Studio album by Kataklysm
- Released: 31 July 2015
- Genre: Death metal, melodic death metal
- Length: 46:05
- Label: Nuclear Blast

Kataklysm chronology
| Waiting for the End to Come (2013) | Of Ghosts and Gods (2015) | Meditations (2018) |

= Of Ghosts and Gods =

Of Ghosts and Gods is the twelfth studio album by the Canadian death metal band Kataklysm.

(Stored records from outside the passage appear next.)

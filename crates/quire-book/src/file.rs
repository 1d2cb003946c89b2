//! Structural file handles.

use std::fmt;
use std::path::{Path, PathBuf};

use crate::kind::StructureKind;
use crate::parser::Parser;

/// A structural file found in the book, with the parser for its format.
pub struct StructuralFile {
    kind: StructureKind,
    path: PathBuf,
    parser: Option<Box<dyn Parser>>,
}

impl StructuralFile {
    pub fn new(kind: StructureKind, path: PathBuf, parser: Option<Box<dyn Parser>>) -> Self {
        Self { kind, path, parser }
    }

    pub fn kind(&self) -> StructureKind {
        self.kind
    }

    /// Path relative to the book root.
    pub fn path(&self) -> &Path {
        &self.path
    }

    /// Parser for the file's format, `None` when the format is unsupported.
    pub fn parser(&self) -> Option<&dyn Parser> {
        self.parser.as_deref()
    }
}

impl fmt::Debug for StructuralFile {
    fn fmt(&self, f: &mut fmt::Formatter<'_>) -> fmt::Result {
        f.debug_struct("StructuralFile")
            .field("kind", &self.kind)
            .field("path", &self.path)
            .field("parser", &self.parser.as_ref().map(|p| p.name()))
            .finish()
    }
}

It was released on 31 July 2015.

Professional ratings
Review scores
| Source | Rating |
| Exclaim! | 7/10 |
| MetalSucks | Star |

==Track listing==

| No. | Title | Length |
|---|---|---|
| 1. | "Breaching the Asylum" | 4:04 |
| 2. | "The Black Sheep" | 4:32 |
| 3. | "Marching Through Graveyards" | 5:22 |
| 4. | "Thy Serpent's Tongue" | 4:10 |
| 5. | "Vindication" | 3:42 |
| 6. | "Soul Destroyer" | 3:28 |
| 7. | "Carrying Crosses" | 4:31 |
| 8. | "Shattered" | 5:03 |
| 9. | "Hate Spirit" | 4:36 |
| 10. | "The World Is a Dying Insect" | 6:39 |

Live In Cape Town '4 Bonus Tracks
| No. | Title | Length |
|---|---|---|
| 1. | "Fire" | 6:06 |
| 2. | "Push The Venom" | 3:33 |
| 3. | "Elevate" | 4:07 |
| 4. | "Blood In Heaven" | 5:57 |
| Total length: |  | 19:43 |

==Credits==
===Personnel===
- Maurizio Iacono - vocals
- Jean-François Dagenais - guitar
- Stephane Barbe - bass guitar
- Oli Beaudoin - drums

===Production===
- Andy Sneap - mixing, mastering

==Charts==

| Chart (2015) | Peak position |
|---|---|
| Austrian Albums (Ö3 Austria) | 37 |
| Belgian Albums (Ultratop Flanders) | 81 |
| Belgian Albums (Ultratop Wallonia) | 86 |
| German Albums (Offizielle Top 100) | 27 |
| Swiss Albums (Schweizer Hitparade) | 31 |

==Notes==
A music video has been made for every track on the album.